Saturday, October 19, 2019

Price Setting as the Art of War Essay Example | Topics and Well Written Essays - 500 words

Price Setting as the Art of War - Essay Example Past historical data can provide insight into the willingness of people to pay more for an item. Take for example food items such as vegetables. The prices of vegetables fluctuate a lot due to supply and demand factors. If in the past customer was willing to pay $3 for a lettuce, then the company knows that it can increase its price to that threshold in the future. Past data has to be analyzed to determine how much volume of sales was generated at higher price points. Â  It is always a smart strategy to gain insight directly from the customers. The use of surveys can help a company determine if customers are willing to pay more for a good or service. The survey has to be well designed to include questions associated with the subject. For example, you can ask a customer if he is willing to pay more if the item the company sells increases in quality. Historical sales data can also be useful because they establish purchasing patterns. Â  The prices of sporting events in different spots vary depending on the team. For example, the New York Yankees can charge higher entrance prices than the Florida Marlins due to the fact that New York is a bigger marketplace. The record of the team also influences in the pricing for sporting events. Teams with winning records can charge more than the team with losing records. I consider pricing to be the art of diplomacy. Prices are set based on set variables such as quality, value, and marketplace. Items sold in flea markets are going to be cheaper than items sold at the mall.
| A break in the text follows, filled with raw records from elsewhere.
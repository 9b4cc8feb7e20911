//! Training, evaluation and trajectory sampling for the planar arm.
//!
//! The crate wires the core components together behind three explicit entry
//! points, each driven by its own configuration struct:
//!
//! * [`train`] - run the training loop on the reaching task and write
//!   checkpoints and TFRecord logs.
//! * [`evaluate`] - load saved policy parameters and report the mean episode
//!   return.
//! * [`sample_trajectories`] - collect random trajectories from the arm and
//!   export them to CSV.
pub mod agent;
pub mod config;
pub mod mlp;
mod ops;
pub use ops::{evaluate, sample_trajectories, train};
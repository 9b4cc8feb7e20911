//! Configuration of [`Trainer`](super::Trainer).
use anyhow::Result;
use serde::{Deserialize, Serialize};
use std::{
    fs::File,
    io::{BufReader, Write},
    path::Path,
};

/// Configuration of [`Trainer`](super::Trainer).
#[derive(Debug, Deserialize, Serialize, PartialEq, Clone)]
pub struct TrainerConfig {
    /// The maximum number of optimization steps.
    pub max_opts: usize,

    /// Interval of optimization steps in environment steps.
    pub opt_interval: usize,

    /// Interval of evaluation in optimization steps.
    pub eval_interval: usize,

    /// Interval of flushing records in optimization steps.
    pub flush_record_interval: usize,

    /// Interval of saving model parameters in optimization steps.
    pub save_interval: usize,

    /// Where to save the trained model. No checkpoints are written when
    /// `None`.
    pub model_dir: Option<String>,
}

impl Default for TrainerConfig {
    fn default() -> Self {
        Self {
            max_opts: 0,
            opt_interval: 1,
            eval_interval: usize::MAX,
            flush_record_interval: usize::MAX,
            save_interval: usize::MAX,
            model_dir: None,
        }
    }
}

impl TrainerConfig {
    /// Sets the number of optimization steps.
    pub fn max_opts(mut self, v: usize) -> Self {
        self.max_opts = v;
        self
    }

    /// Sets the interval of optimization in environment steps.
    pub fn opt_interval(mut self, v: usize) -> Self {
        self.opt_interval = v;
        self
    }

    /// Sets the interval of evaluation in optimization steps.
    pub fn eval_interval(mut self, v: usize) -> Self {
        self.eval_interval = v;
        self
    }

    /// Sets the interval of flushing records in optimization steps.
    pub fn flush_record_interval(mut self, v: usize) -> Self {
        self.flush_record_interval = v;
        self
    }

    /// Sets the interval of saving in optimization steps.
    pub fn save_interval(mut self, v: usize) -> Self {
        self.save_interval = v;
        self
    }

    /// Sets the directory where model parameters are saved.
    pub fn model_dir(mut self, v: impl Into<String>) -> Self {
        self.model_dir = Some(v.into());
        self
    }

    /// Constructs [`TrainerConfig`] from a YAML file.
    pub fn load(path: impl AsRef<Path>) -> Result<Self> {
        let file = File::open(path)?;
        let rdr = BufReader::new(file);
        let config = serde_yaml::from_reader(rdr)?;
        Ok(config)
    }

    /// Saves [`TrainerConfig`] as a YAML file.
    pub fn save(&self, path: impl AsRef<Path>) -> Result<()> {
        let mut file = File::create(path)?;
        file.write_all(serde_yaml::to_string(&self)?.as_bytes())?;
        Ok(())
    }
}

#[cfg(test)]
mod tests {
    use super::*;
    use tempdir::TempDir;

    #[test]
    fn yaml_roundtrip() -> Result<()> {
        let config = TrainerConfig::default()
            .max_opts(100)
            .opt_interval(50)
            .eval_interval(10)
            .model_dir("some/directory");

        let dir = TempDir::new("trainer_config")?;
        let path = dir.path().join("trainer.yaml");
        config.save(&path)?;
        assert_eq!(TrainerConfig::load(&path)?, config);
        Ok(())
    }
}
Â  

Friday, October 18, 2019

The Optimum Cultivation and Establishment Methods for Growing Oilseed Literature review

The Optimum Cultivation and Establishment Methods for Growing Oilseed Rape In a Various Soil Conditions within the UK - Literature review Example This research will begin with the statement that as sustainability and the greening of the ecosystem become very important to global agencies and nations, the focus of most countries have turned to the role that plants can plan in achieving this goal. But as important as plants help in the greening of the solar system, they have also become very important sources of food for both plants and animals, including humankind. Plants have actually accounted for major parts of the export made by most countries in the form of raw edible food, processed wood, refined products, and drugs. In the United Kingdom (UK), the role that various plants play in the socio-economic wellbeing of the country cannot be underestimated. It is not surprising that studies have continued to go on about the best ways by which various plants and crops can be well researched into to find the best practices, conditions, and establishments under which they are best cultivated for optimum output. As part of secondary d ata collection for the research work, the review of related literature is taken seriously to know what has already been done in this field and the gaps that exist in the literature. This way, the best ways by which this research can fill the gaps can be rightly identified. The review will, therefore, focus on the background of the crop, the relevance of it to the UK and the best practices in its cultivation. The oilseed rape crop is known by many names including rape, Brassica napus, and sometimes just called rape. The origin of the seed in the UK is raced to the 14th century when the bright yellow flowering was first brought to the European region. The oilseed rape crop belongs to the family Brassicaceae, commonly known as the mustard or cabbage family. The crop belongs to the order Brassicales and genus Brassica. Since arriving in the U.K., the plant has been known as a very important crop, which has been cultivated over the years since the 14th century. In one study, FAOSTAT argu ed that the oilseed rape is one of the longest most adored plants to have been cultivated in the U.K. This emphasis is given to the plant because of the continuous attention it has received over the years for the need to maximize the production of the crop.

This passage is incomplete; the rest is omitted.